Faia, Adega Machado, s.d.

Os bonecos em madeira de Tom (Thomaz de Mello, 1906-1990) desempenharam um papel importante na propaganda dos valores do Estado Novo, quer na decoração de habitações particulares quer em feiras internacionais e exposições de artes decorativas. Com o patrocínio do SPN, Tom inicia a coleção em 1939, com uma dezena de figuras onde pontuam o pastor de Trás-os-Montes, a varina, a florista, a lavadeira dos arredores de Lisboa, raparigas da Estremadura e do Minho, uma pastora e uma ceifeira. O sucesso pode medir-se também pela sua extensão a séries dedicadas a marcas e estabelecimentos comerciais, como a SACOR, Loja das Meias, Adega Machado ou os perfumes Nally. Ou a inúmeras réplicas de autoria nem sempre esclarecida. Tom não deixa memória exata sobre a criação dos seus bonecos mas em artigo da revista Renascença, de 1 de janeiro de 1940, o escritor e jornalista Adolfo Simões Müller, com quem Tom já se tinha cruzado na revista infantil O Papagaio, dá notícia do arranque da coleção e anuncia para muito breve a produção de um presépio e de uma Nau Catrineta. Em Wooden figures by Tom, folheto-catálogo posterior mas de data incerta, é apresentada uma série contínua de 36 figuras e, com numeração avulsa, muitas outras, como um par fadista, Luís de Camões, e uma banda filarmónica, numerada de 101 a 110.

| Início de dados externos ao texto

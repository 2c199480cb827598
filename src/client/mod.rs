//! HTTP client side: requests, responses, connection driver and connector
use std::fmt;
use std::net::SocketAddr;

use bytes::Bytes;
use futures::{Async, Future, Poll};
use futures::sync::oneshot;
use url::Url;

use crate::buffer::StreamingMessageBuffer;
use crate::chunk::Chunk;
use crate::enums::Status;
use crate::error::Error;
use crate::exchange::{Exchange, StreamId};
use crate::headers::Headers;
use crate::message::{Message, RequestHead, ResponseHead};

pub(crate) mod connector;
mod proto;

pub use self::connector::HttpClientConnector;
pub use self::proto::Proto;


pub(crate) type ResponseSender = oneshot::Sender<Result<Response, Error>>;

/// Request waiting for a connection
pub(crate) struct Queued {
    pub request: Request,
    pub sender: ResponseSender,
    pub addr: SocketAddr,
}

/// Outgoing request
///
/// The body is either set as a whole with `set_body`, streamed through the
/// buffer returned by `streaming_body`, or left empty.
pub struct Request {
    head: RequestHead,
    url: Url,
    body: StreamingMessageBuffer,
    streaming: bool,
}

/// Response head with the body that is still being received
pub struct Response {
    exchange: Exchange,
    head: ResponseHead,
}

/// Resolves to the `Response` once its head is received
pub struct ResponseFuture {
    receiver: oneshot::Receiver<Result<Response, Error>>,
}

impl Request {
    /// Creates a request, `url` must be absolute
    pub fn new(method: &str, url: &str) -> Result<Request, Error> {
        let url = Url::parse(url)?;
        let authority = match (url.host_str(), url.port()) {
            (Some(host), Some(port)) => format!("{}:{}", host, port),
            (Some(host), None) => host.to_string(),
            (None, _) => return Err(url::ParseError::EmptyHost.into()),
        };
        let mut path = url.path().to_string();
        if let Some(query) = url.query() {
            path.push('?');
            path.push_str(query);
        }
        let mut head = RequestHead::new(method, path);
        head.headers.set("Host", &authority[..]);
        head.authority = Some(authority);
        Ok(Request {
            head: head,
            url: url,
            body: StreamingMessageBuffer::new(),
            streaming: false,
        })
    }
    pub fn method(&self) -> &str {
        &self.head.method
    }
    pub fn path(&self) -> &str {
        &self.head.path
    }
    pub fn url(&self) -> &Url {
        &self.url
    }
    pub fn add_header<N, V>(&mut self, name: N, value: V) -> &mut Self
        where N: Into<String> + AsRef<str>, V: Into<String>
    {
        self.head.headers.add(name, value);
        self
    }
    /// Sets the complete request body
    pub fn set_body<B: Into<Bytes>>(&mut self, data: B)
        -> Result<&mut Self, Error>
    {
        self.body.push(Chunk::last(data))?;
        Ok(self)
    }
    /// Returns the body buffer to push chunks into after sending
    ///
    /// The body must be ended with a last chunk or `finish()`.
    pub fn streaming_body(&mut self) -> StreamingMessageBuffer {
        self.streaming = true;
        self.body.clone()
    }
    /// Ends a body nobody is going to stream
    pub(crate) fn prepare(&self) {
        if !self.streaming && !self.body.is_end_of_message() {
            self.body.finish().ok();
        }
    }
    pub(crate) fn into_parts(self) -> (RequestHead, StreamingMessageBuffer) {
        (self.head, self.body)
    }
}

impl Message for Request {
    fn headers(&self) -> &Headers {
        &self.head.headers
    }
    fn body(&self) -> &StreamingMessageBuffer {
        &self.body
    }
}

impl fmt::Debug for Request {
    fn fmt(&self, f: &mut fmt::Formatter) -> fmt::Result {
        f.debug_struct("Request")
            .field("method", &self.head.method)
            .field("url", &self.url.as_str())
            .finish()
    }
}

impl Response {
    pub(crate) fn new(exchange: Exchange, head: ResponseHead) -> Response {
        Response { exchange: exchange, head: head }
    }
    pub fn status(&self) -> Status {
        self.head.status()
    }
    pub fn code(&self) -> u16 {
        self.head.code
    }
    pub fn reason(&self) -> &str {
        &self.head.reason
    }
    pub fn stream_id(&self) -> StreamId {
        self.exchange.id()
    }
    /// Waits for the whole body
    ///
    /// Blocks the current thread, so must not be called on the reactor.
    pub fn read_to_end(&self) -> Result<Vec<u8>, Error> {
        let chunks = self.body().drain_all()?;
        let mut result = Vec::with_capacity(
            chunks.iter().map(|c| c.len()).sum());
        for chunk in &chunks {
            result.extend_from_slice(chunk.data());
        }
        Ok(result)
    }
    /// Waits for the whole body and decodes it lossily as utf-8
    pub fn text(&self) -> Result<String, Error> {
        Ok(String::from_utf8_lossy(&self.read_to_end()?).into_owned())
    }
}

impl Message for Response {
    fn headers(&self) -> &Headers {
        &self.head.headers
    }
    fn body(&self) -> &StreamingMessageBuffer {
        self.exchange.response_body()
    }
}

impl fmt::Debug for Response {
    fn fmt(&self, f: &mut fmt::Formatter) -> fmt::Result {
        f.debug_struct("Response")
            .field("code", &self.head.code)
            .field("reason", &self.head.reason)
            .field("stream_id", &self.exchange.id())
            .finish()
    }
}

impl ResponseFuture {
    pub(crate) fn new(receiver: oneshot::Receiver<Result<Response, Error>>)
        -> ResponseFuture
    {
        ResponseFuture { receiver: receiver }
    }
}

impl Future for ResponseFuture {
    type Item = Response;
    type Error = Error;
    fn poll(&mut self) -> Poll<Response, Error> {
        match self.receiver.poll() {
            Ok(Async::Ready(Ok(response))) => Ok(Async::Ready(response)),
            Ok(Async::Ready(Err(e))) => Err(e),
            Ok(Async::NotReady) => Ok(Async::NotReady),
            Err(oneshot::Canceled) => Err(Error::Canceled),
        }
    }
}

Bonecos em madeira, primeira série, c. 1939
Bonecos em madeira, primeira série, c. 1939
Bonecos em madeira, primeira série, c. 1939
Portuguese Wooden Figures, folheto-catálogo, c. 1940
Calendário SACOR, marinheiro, s.d.

Gradualmente, os bonecos em madeira de Tom vão ampliando a sua notoriedade, tornando-se presença assídua nos projetos de decoração do próprio Tom e na difusão do artesanato nacional em feiras e exposições, como a de Chicago, em 1950. Os bonecos em madeira ao torno não são uma invenção de Tom. Para além da influência de bonecos de outras paragens, da União Soviética à Suiça, talentosos decoradores como Fred Kradolfer, Carlos Botelho ou Bernardo Marques criam bonecos, geometricamente simplificados e sem qualquer pintura realista, para a decoração de dioramas e infografias tridimensionais nas exposições patrocinadas por organismos oficiais e empresas privadas ao longo dos anos 30. A componente lúdica dos bonecos de madeira é gradual e está presente de forma mais acentuada, nos bonecos de um outro relevante artista, Piló, cujo dinamismo escultural e proporções anatómicas acentuam o seu papel de «caricatura em volume», expressão usada também para caraterizar as figuras tridimensionais de Zé Penicheiro, que se entretém a retratar a fauna humana do litoral norte. Embora menos ambiciosas e sistemáticas, as abordagens de Piló e Zé Penicheiro têm semelhanças com a de Tom, propondo uma iconografia assente em tipos identitários da cultura e tradição portuguesas.

Exposição do Mundo Português, 1940
Feira Internacional de Chicago, 1950

O jornal Lourenço Marques Guardian, de 6 de agosto de 1949 confirma a popularidade dos bonecos de Tom, apesar dos tipos regionais da primeira série estarem confinados à metrópole: «Quer prendar uma pessoa amiga gastando pouco dinheiro, e não sabe com quê? Compra um boneco “Tom” e oferece. Seja homem, senhora, menina ou criança! O turista vem a Lourenço Marques. Quer levar para a sua terra uma recordação típica de Portugal. Compra um boneco “Tom”. E assim, de maneira pouco dispendiosa, tem um motivo alegre, simples, para se recordar do Portugal hospitaleiro. É a propaganda no estrangeiro. É a atracção turística».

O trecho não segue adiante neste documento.